How Does Website Blocking Work? And Why Can Some Still Access It?
Blocking a website is not as simple as flipping a switch; it is imposed through varying methods, some of which seem hesitant or inconsistently applied.
This block was executed using the “Reset Attack”, a method that doesn’t fully ban the website but disrupts connections when users attempt to access it. Like an unseen hand intervening—letting the attempt begin before abruptly severing it. This makes access unpredictable: possible for some, impossible for others. It may seem random, but it is by design.
Who Decides What the Public Can Access?
What compels an entity to block a journalistic platform? What danger is there in offering multiple perspectives? What threat is posed by accuracy, scrutiny, and independence?
We are not the first to be blocked, nor the last. The list of blocked websites in Egypt is long, often with no clear political alignment—only a shared fate: someone, somewhere, decided the public should not access them.

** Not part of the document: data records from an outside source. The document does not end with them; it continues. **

// Copyright (c) 2025 nnsearch Contributors
// Licensed under the nnsearch License. See LICENSE file for details.

//! Randomized kd-tree forest.
//!
//! Each tree splits at the median of a dimension drawn at random from the
//! few highest-variance dimensions of the node's points, so the trees of a
//! forest partition space differently. Leaves hold a single point.
//!
//! Search is best-bin-first: every tree is descended once toward the query,
//! the branches not taken wait in one shared min-heap ordered by the
//! accumulated squared cut distance, and the closest pending branch of any
//! tree is resumed next until the check budget is spent.

use rand::seq::SliceRandom;
use rand::Rng;
use serde::{Deserialize, Serialize};

use super::search::{Branch, BranchHeap, SearchState};
use super::SearchStructure;
use crate::dataset::Dataset;
use crate::error::{AnnError, Result};
use crate::params::KdTreeParams;

/// Points sampled per node when estimating per-dimension variance.
const SAMPLE_MEAN: usize = 100;

/// Number of top-variance dimensions the split dimension is drawn from.
const RAND_DIM: usize = 5;

#[derive(Debug, Clone, Copy, Serialize, Deserialize)]
enum KdNode {
    Leaf {
        point: usize,
    },
    Split {
        dim: usize,
        value: f64,
        left: usize,
        right: usize,
    },
}

/// One tree; nodes live in an arena with the root at slot 0.
#[derive(Debug, Clone, Serialize, Deserialize)]
struct KdTree {
    nodes: Vec<KdNode>,
}

/// Forest of independently randomized kd-trees.
#[derive(Debug, Clone, Serialize, Deserialize)]
pub(crate) struct KdForest {
    trees: Vec<KdTree>,
}

/// Pending kd branch: a subtree plus the largest single cut separating it from the query.
#[derive(Debug, Clone, Copy)]
pub(crate) struct KdBranch {
    tree: usize,
    node: usize,
    bound: f64,
}

impl KdForest {
    pub(crate) fn build<R: Rng>(data: &Dataset, params: &KdTreeParams, rng: &mut R) -> Self {
        let mut ids: Vec<usize> = (0..data.rows()).collect();
        let trees = (0..params.trees)
            .map(|_| {
                ids.shuffle(rng);
                KdTree::build(data, &mut ids, rng)
            })
            .collect();
        Self { trees }
    }

    #[cfg(test)]
    pub(crate) fn tree_count(&self) -> usize {
        self.trees.len()
    }

    /// Descend every tree from its root, queueing the far side of each split.
    pub(crate) fn seed<P: From<KdBranch>>(
        &self,
        data: &Dataset,
        state: &mut SearchState<'_>,
        heap: &mut BranchHeap<P>,
    ) {
        for tree in 0..self.trees.len() {
            let root = KdBranch {
                tree,
                node: 0,
                bound: 0.0,
            };
            self.descend(data, root, 0.0, state, heap);
        }
    }

    /// Continue a branch popped from the heap, unless it can no longer improve the results.
    pub(crate) fn resume<P: From<KdBranch>>(
        &self,
        data: &Dataset,
        branch: KdBranch,
        priority: f64,
        state: &mut SearchState<'_>,
        heap: &mut BranchHeap<P>,
    ) {
        if state.can_prune(branch.bound) {
            return;
        }
        self.descend(data, branch, priority, state, heap);
    }

    fn descend<P: From<KdBranch>>(
        &self,
        data: &Dataset,
        branch: KdBranch,
        priority: f64,
        state: &mut SearchState<'_>,
        heap: &mut BranchHeap<P>,
    ) {
        let nodes = &self.trees[branch.tree].nodes;
        let mut node = branch.node;
        loop {
            match nodes[node] {
                KdNode::Leaf { point } => {
                    if !state.exhausted() {
                        state.examine(data, point);
                    }
                    return;
                }
                KdNode::Split {
                    dim,
                    value,
                    left,
                    right,
                } => {
                    let diff = state.query[dim] - value;
                    let (near, far) = if diff < 0.0 {
                        (left, right)
                    } else {
                        (right, left)
                    };
                    let cut = diff * diff;
                    let far_bound = branch.bound.max(cut);
                    if !state.can_prune(far_bound) {
                        heap.push(Branch {
                            priority: priority + cut,
                            payload: KdBranch {
                                tree: branch.tree,
                                node: far,
                                bound: far_bound,
                            }
                            .into(),
                        });
                    }
                    node = near;
                }
            }
        }
    }
}

impl SearchStructure for KdForest {
    fn search(&self, data: &Dataset, state: &mut SearchState<'_>) {
        let mut heap = BranchHeap::<KdBranch>::new();
        self.seed(data, state, &mut heap);
        while let Some(Branch { priority, payload }) = heap.pop() {
            if state.exhausted() {
                break;
            }
            self.resume(data, payload, priority, state, &mut heap);
        }
    }

    fn memory_bytes(&self) -> usize {
        self.trees
            .iter()
            .map(|t| t.nodes.len() * std::mem::size_of::<KdNode>())
            .sum()
    }

    fn validate(&self, rows: usize, cols: usize) -> Result<()> {
        if self.trees.is_empty() {
            return Err(AnnError::CorruptIndexFile(
                "kdtree: forest has no trees".to_string(),
            ));
        }
        for (t, tree) in self.trees.iter().enumerate() {
            tree.validate(rows, cols)
                .map_err(|msg| AnnError::CorruptIndexFile(format!("kdtree {}: {}", t, msg)))?;
        }
        Ok(())
    }
}

impl KdTree {
    fn build<R: Rng>(data: &Dataset, ids: &mut [usize], rng: &mut R) -> Self {
        let mut nodes = Vec::with_capacity(2 * ids.len());
        divide(data, ids, rng, &mut nodes);
        Self { nodes }
    }

    /// Every leaf must name a distinct row and every row must appear once.
    /// Children are always stored after their parent.
    fn validate(&self, rows: usize, cols: usize) -> std::result::Result<(), String> {
        if self.nodes.is_empty() {
            return Err("empty tree".to_string());
        }
        let mut seen = vec![false; rows];
        let mut leaves = 0;
        for (i, node) in self.nodes.iter().enumerate() {
            match *node {
                KdNode::Leaf { point } => {
                    if point >= rows {
                        return Err(format!("leaf {} references row {} of {}", i, point, rows));
                    }
                    if std::mem::replace(&mut seen[point], true) {
                        return Err(format!("row {} stored twice", point));
                    }
                    leaves += 1;
                }
                KdNode::Split {
                    dim,
                    value,
                    left,
                    right,
                } => {
                    if dim >= cols || !value.is_finite() {
                        return Err(format!("node {} has an invalid split", i));
                    }
                    let len = self.nodes.len();
                    if left <= i || right <= i || left >= len || right >= len {
                        return Err(format!("node {} has dangling children", i));
                    }
                }
            }
        }
        if leaves != rows {
            return Err(format!("{} leaves for {} rows", leaves, rows));
        }
        Ok(())
    }
}

/// Build the subtree over `ids` and return its slot.
fn divide<R: Rng>(
    data: &Dataset,
    ids: &mut [usize],
    rng: &mut R,
    nodes: &mut Vec<KdNode>,
) -> usize {
    let slot = nodes.len();
    if ids.len() == 1 {
        nodes.push(KdNode::Leaf { point: ids[0] });
        return slot;
    }

    // Reserve the slot so the parent precedes its children
    nodes.push(KdNode::Leaf { point: usize::MAX });

    let dim = split_dimension(data, ids, rng);
    let mid = ids.len() / 2;
    ids.select_nth_unstable_by(mid, |&a, &b| data.point(a)[dim].total_cmp(&data.point(b)[dim]));
    let value = data.point(ids[mid])[dim];

    let (lower, upper) = ids.split_at_mut(mid);
    let left = divide(data, lower, rng, nodes);
    let right = divide(data, upper, rng, nodes);
    nodes[slot] = KdNode::Split {
        dim,
        value,
        left,
        right,
    };
    slot
}

/// Pick one of the `RAND_DIM` highest-variance dimensions at random.
fn split_dimension<R: Rng>(data: &Dataset, ids: &[usize], rng: &mut R) -> usize {
    let cols = data.cols();
    let sample = &ids[..ids.len().min(SAMPLE_MEAN)];
    let n = sample.len() as f64;

    let mut mean = vec![0.0; cols];
    for &id in sample {
        for (m, v) in mean.iter_mut().zip(data.point(id)) {
            *m += v;
        }
    }
    mean.iter_mut().for_each(|m| *m /= n);

    let mut variance = vec![0.0; cols];
    for &id in sample {
        for ((s, v), m) in variance.iter_mut().zip(data.point(id)).zip(&mean) {
            let d = v - m;
            *s += d * d;
        }
    }

    let mut dims: Vec<usize> = (0..cols).collect();
    dims.sort_by(|&a, &b| variance[b].total_cmp(&variance[a]).then(a.cmp(&b)));
    dims[rng.gen_range(0..RAND_DIM.min(cols))]
}

#[cfg(test)]
mod tests {
    use super::*;
    use crate::index::linear::LinearScan;
    use rand::SeedableRng;
    use rand_chacha::ChaCha8Rng;

    fn grid(n: usize) -> Dataset {
        let mut values = Vec::new();
        for i in 0..n {
            for j in 0..n {
                values.push(i as f64);
                values.push(j as f64 * 0.5);
                values.push(((i * 7 + j * 3) % 11) as f64);
            }
        }
        Dataset::new(values, n * n, 3).unwrap()
    }

    fn run<S: SearchStructure>(
        s: &S,
        data: &Dataset,
        q: &[f64],
        k: usize,
        cap: Option<usize>,
    ) -> Vec<(f64, usize)> {
        let mut state = SearchState::new(q, data.rows(), k, cap);
        s.search(data, &mut state);
        state.into_results()
    }

    #[test]
    fn test_every_tree_covers_every_row() {
        let data = grid(9);
        let mut rng = ChaCha8Rng::seed_from_u64(7);
        let forest = KdForest::build(&data, &KdTreeParams::default().trees(3), &mut rng);
        assert_eq!(forest.tree_count(), 3);
        assert!(forest.validate(data.rows(), data.cols()).is_ok());
        for tree in &forest.trees {
            // n leaves and n - 1 splits
            assert_eq!(tree.nodes.len(), 2 * data.rows() - 1);
        }
    }

    #[test]
    fn test_unlimited_search_is_exact() {
        let data = grid(10);
        let mut rng = ChaCha8Rng::seed_from_u64(11);
        let forest = KdForest::build(&data, &KdTreeParams::default().trees(2), &mut rng);
        for q in [[3.3, 1.1, 4.0], [-2.0, 9.0, 0.0], [5.0, 2.5, 6.0]] {
            assert_eq!(
                run(&forest, &data, &q, 7, None),
                run(&LinearScan, &data, &q, 7, None)
            );
        }
    }

    #[test]
    fn test_budget_still_returns_k() {
        let data = grid(8);
        let mut rng = ChaCha8Rng::seed_from_u64(3);
        let forest = KdForest::build(&data, &KdTreeParams::default(), &mut rng);
        let found = run(&forest, &data, &[1.0, 1.0, 1.0], 10, Some(1));
        assert_eq!(found.len(), 10);
    }

    #[test]
    fn test_duplicate_points() {
        let data = Dataset::new(vec![1.0; 40], 20, 2).unwrap();
        let mut rng = ChaCha8Rng::seed_from_u64(5);
        let forest = KdForest::build(&data, &KdTreeParams::default(), &mut rng);
        assert!(forest.validate(20, 2).is_ok());
        let found = run(&forest, &data, &[1.0, 1.0], 4, None);
        assert_eq!(found, vec![(0.0, 0), (0.0, 1), (0.0, 2), (0.0, 3)]);
    }

    #[test]
    fn test_same_seed_same_forest() {
        let data = grid(6);
        let a = KdForest::build(&data, &KdTreeParams::default(), &mut ChaCha8Rng::seed_from_u64(1));
        let b = KdForest::build(&data, &KdTreeParams::default(), &mut ChaCha8Rng::seed_from_u64(1));
        assert_eq!(format!("{:?}", a), format!("{:?}", b));
    }

    #[test]
    fn test_validate_rejects_bad_leaf() {
        let data = grid(4);
        let params = KdTreeParams::default().trees(1);
        let mut forest = KdForest::build(&data, &params, &mut ChaCha8Rng::seed_from_u64(2));
        let last = forest.trees[0].nodes.len() - 1;
        forest.trees[0].nodes[last] = KdNode::Leaf { point: 999 };
        assert!(matches!(
            forest.validate(data.rows(), data.cols()),
            Err(AnnError::CorruptIndexFile(_))
        ));
    }
}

Blocking a website is not merely a technical restriction; it is a decision about access to information, an attempt to shape what can be read, what can be known, and what people are allowed to question.
We Are Here, and We Will Remain
Journalism is not a privilege granted by authority, nor a voice that can be silenced by shutting down a website. Our work is built on accuracy, verification, and independence—values that cannot be blocked.
Our readers deserve quality journalism, journalism that is worth reading and worth respecting. We will continue—through alternative domains, new platforms, and any means necessary—to do our work as it should be done.
If some see website blocking as an end, we see it as a beginning—a broader struggle for the right to access information, the freedom of the press, and the independence of truth from those who seek to control it.